[What to do]
Output only the lines below that start at the line containing "pub(crate) enum Relation" and end at the line containing "if size > 2", with both ends kept.

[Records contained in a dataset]
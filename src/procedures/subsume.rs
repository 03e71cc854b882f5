/*!
Forward subsumption and strengthening.

The algorithm pairs the one-watcher occurrence scheme of Zhang ("On subsumption removal and on-the-fly CNF simplification", 2005) with cardinality sorting after Bayardo ("Fast algorithms for finding extremal sets", 2011): a clause can only be subsumed or strengthened by a clause no larger than itself, so candidates are processed smallest first, and each is checked only against clauses already processed.

Processing a candidate *c*:
1. If *c* has more than two literals, check it against the current occurrence lists --- first the literals of *c* (subsumption or strengthening), then their negations (strengthening).
2. Either way, insert *c* under the single literal of *c* whose occurrence list is currently smallest, minimising future scan cost.

A clause *d* found in a probed list relates to the marked *c* by walking the literals of *d* against the marks:
- Any unmarked literal, no relation.
- No negatively marked literal and none unmarked, *d* subsumes *c*.
- Exactly one negatively marked literal, *d* strengthens *c* by removing it.
- Two negatively marked literals, no relation.

The first *d* with a relation settles the candidate.
With signatures, any *d* whose signature sets a bucket the signature of *c* does not is skipped without a literal walk: *d* then contains an atom *c* does not, so no relation is possible.
*/

use crate::{
    context::Context,
    db::{
        clause::db_clause::dbClause,
        marks::MarkGuard,
        occurrence::{OccurrenceEntry, OccurrenceIndex},
        ClauseKey,
    },
    misc::log::targets::{self},
    structures::literal::{CLiteral, Literal},
};

/// How a processed clause relates to the marked candidate.
#[derive(Clone, Copy, Debug, PartialEq, Eq)]
pub(crate) enum Relation {
    /// No subsumption and no strengthening.
    Unrelated,

    /// The clause subsumes the candidate.
    Subsumes,

    /// The clause strengthens the candidate by removal of the contained literal.
    Strengthens(CLiteral),
}

/// The relation of `clause` to the clause marked by `guard`.
pub(crate) fn relation(guard: &MarkGuard, clause: &dbClause) -> Relation {
    let mut strengthen: Option<CLiteral> = None;

    for literal in clause.literals() {
        match guard.sign(*literal) {
            0 => return Relation::Unrelated,
            sign if sign > 0 => continue,
            _ => match strengthen {
                Some(_) => return Relation::Unrelated, // two negated literals
                None => strengthen = Some(*literal),
            },
        }
    }

    match strengthen {
        None => Relation::Subsumes,
        Some(literal) => Relation::Strengthens(literal),
    }
}

impl Context {
    /// Counts the clauses of the formula some smaller-or-equal clause subsumes or strengthens.
    pub fn subsume_pass<E: OccurrenceEntry>(&mut self) {
        // Schedule candidates, ascending by size.
        // The sort is stable, so ties keep store order.
        let mut candidates: Vec<(ClauseKey, usize)> = self
            .clause_db
            .all_original_clauses()
            .filter(|clause| clause.size() <= self.config.subsume.max_clause_size)
            .map(|clause| (clause.key(), clause.size()))
            .collect();
        candidates.sort_by_key(|(_, size)| *size);

        let mut index = OccurrenceIndex::<E>::empty(self.clause_db.atom_ceiling());
        self.marks.ensure(self.clause_db.atom_ceiling());

        for (key, size) in candidates {
            if size > 2 {
                self.subsume_check(&index, key);
            }

            // Watch the candidate on its literal with the smallest occurrence list.
            // Safe, as candidate keys are to stored clauses.
            let the_clause = unsafe { self.clause_db.get_unchecked(key) };
            let watch = watch_literal(&index, the_clause.literals());
            index.push(watch, E::of(the_clause));
        }

        debug_assert!(self.marks.clear_of_marks());
        log::info!(target: targets::SUBSUME,
            "Subsumed: {}, strengthened: {}",
            self.counters.subsumed_clauses, self.counters.strengthened_clauses);
    }

    /// Checks whether some already-processed clause subsumes or strengthens the clause at `key`.
    fn subsume_check<E: OccurrenceEntry>(&mut self, index: &OccurrenceIndex<E>, key: ClauseKey) {
        // Safe, as candidate keys are to stored clauses.
        let the_clause = unsafe { self.clause_db.get_unchecked(key) };
        let hash_mask = !the_clause.hash();
        let unique_mask = !the_clause.unique();

        let guard = self.marks.guard(the_clause.literals());
        let mut verdict = Relation::Unrelated;
        let mut signature_hits = 0;

        // The positive probes cover subsumption and strengthening, the negated
        // probes strengthening alone.
        'search: for negated in [false, true] {
            for literal in the_clause.literals() {
                let probe = match negated {
                    false => *literal,
                    true => literal.negate(),
                };

                for dhu in index.entries(probe) {
                    if E::SIGNED {
                        // A bucket outside the candidate rules the clause out.
                        if dhu.hash() & hash_mask != 0 {
                            signature_hits += 1;
                            continue;
                        }
                        if dhu.unique() & unique_mask != 0 {
                            signature_hits += 1;
                            continue;
                        }
                    }

                    // Safe, as the index holds only stored clauses.
                    let processed = unsafe { self.clause_db.get_unchecked(dhu.key()) };
                    match relation(&guard, processed) {
                        Relation::Unrelated => {}
                        settled => {
                            verdict = settled;
                            break 'search;
                        }
                    }
                }
            }
        }

        drop(guard);
        self.counters.subsume_signature_hits += signature_hits;
        match verdict {
            Relation::Unrelated => {}
            Relation::Subsumes => self.counters.subsumed_clauses += 1,
            Relation::Strengthens(_) => self.counters.strengthened_clauses += 1,
        }
    }
}

/// The literal of `literals` with the smallest occurrence list, earliest on ties.
fn watch_literal<E: OccurrenceEntry>(
    index: &OccurrenceIndex<E>,
    literals: &[CLiteral],
) -> CLiteral {
    let mut min_literal = literals[0];
    let mut min_size = usize::MAX;

    for literal in literals {
        let size = index.entries(*literal).len();
        if size >= min_size {
            continue;
        }
        min_literal = *literal;
        min_size = size;
    }

    min_literal
}
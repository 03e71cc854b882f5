use stoat_prep::{config::Config, context::Context};

mod parse_args;
mod read;

fn main() {
    let args: Vec<String> = std::env::args().collect();

    if args.len() < 2 {
        println!("c A path to a CNF formula is required.");
        std::process::exit(1);
    }

    let mut config = Config::default();
    parse_args::parse_args(&args, &mut config);

    let mut ctx = Context::from_config(config);

    // Safe unwrap, by the length check above.
    let info = match read::read_dimacs(args.last().unwrap(), &mut ctx) {
        Ok(info) => info,

        Err(e) => {
            println!("c {e}");
            std::process::exit(1);
        }
    };

    println!("c Atoms:               {}", info.expected_atoms);
    println!("c Clauses:             {}", info.added_clauses);
    println!("c Unit clauses:        {}", info.unit_clauses);
    println!("c Tautologies:         {}", info.tautologies);

    ctx.simplify();

    println!("c Technique:           {:?}", ctx.config.technique);
    println!("c Signatures:          {}", ctx.config.signatures);
    println!("c Blocked clauses:     {}", ctx.counters.blocked_clauses);
    println!("c Eliminable atoms:    {}", ctx.counters.eliminated_atoms);
    println!("c Resolvent checks:    {}", ctx.counters.elim_resolvents);
    println!("c Subsumed:            {}", ctx.counters.subsumed_clauses);
    println!("c Strengthened:        {}", ctx.counters.strengthened_clauses);
    if ctx.config.signatures {
        let hits = ctx.counters.block_signature_hits
            + ctx.counters.elim_signature_hits
            + ctx.counters.subsume_signature_hits;
        println!("c Signature hits:      {hits}");
    }
    println!("c Time:                {:?}", ctx.counters.time);
}
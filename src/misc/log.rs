/*!
Miscellaneous items related to [logging](log).

Calls to the log macro are made throughout the library.
These are intended to provide useful information for extending the library and/or fixing issues.

Note, no log implementation is provided.
For more details, see [log].
*/

/// Targets to be used within a [log]! macro.
pub mod targets {
    /// Logs related to the [clause database](crate::db::clause)
    pub const CLAUSE_DB: &str = "clause_db";

    /// Logs related to [occurrence lists](crate::db::occurrence)
    pub const OCCURRENCE: &str = "occurrence";

    /// Logs related to [blocked clause elimination](crate::procedures::block)
    pub const BLOCK: &str = "block";

    /// Logs related to [bounded variable elimination](crate::procedures::elim)
    pub const ELIM: &str = "elim";

    /// Logs related to [forward subsumption](crate::procedures::subsume)
    pub const SUBSUME: &str = "subsume";

    /// Logs related to parsing
    pub const PARSE: &str = "parse";
}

[Exercise solution]
pub(crate) enum Relation {
    /// No subsumption and no strengthening.
    Unrelated,

    /// The clause subsumes the candidate.
    Subsumes,

    /// The clause strengthens the candidate by removal of the contained literal.
    Strengthens(CLiteral),
}

/// The relation of `clause` to the clause marked by `guard`.
pub(crate) fn relation(guard: &MarkGuard, clause: &dbClause) -> Relation {
    let mut strengthen: Option<CLiteral> = None;

    for literal in clause.literals() {
        match guard.sign(*literal) {
            0 => return Relation::Unrelated,
            sign if sign > 0 => continue,
            _ => match strengthen {
                Some(_) => return Relation::Unrelated, // two negated literals
                None => strengthen = Some(*literal),
            },
        }
    }

    match strengthen {
        None => Relation::Subsumes,
        Some(literal) => Relation::Strengthens(literal),
    }
}

impl Context {
    /// Counts the clauses of the formula some smaller-or-equal clause subsumes or strengthens.
    pub fn subsume_pass<E: OccurrenceEntry>(&mut self) {
        // Schedule candidates, ascending by size.
        // The sort is stable, so ties keep store order.
        let mut candidates: Vec<(ClauseKey, usize)> = self
            .clause_db
            .all_original_clauses()
            .filter(|clause| clause.size() <= self.config.subsume.max_clause_size)
            .map(|clause| (clause.key(), clause.size()))
            .collect();
        candidates.sort_by_key(|(_, size)| *size);

        let mut index = OccurrenceIndex::<E>::empty(self.clause_db.atom_ceiling());
        self.marks.ensure(self.clause_db.atom_ceiling());

        for (key, size) in candidates {
            if size > 2 {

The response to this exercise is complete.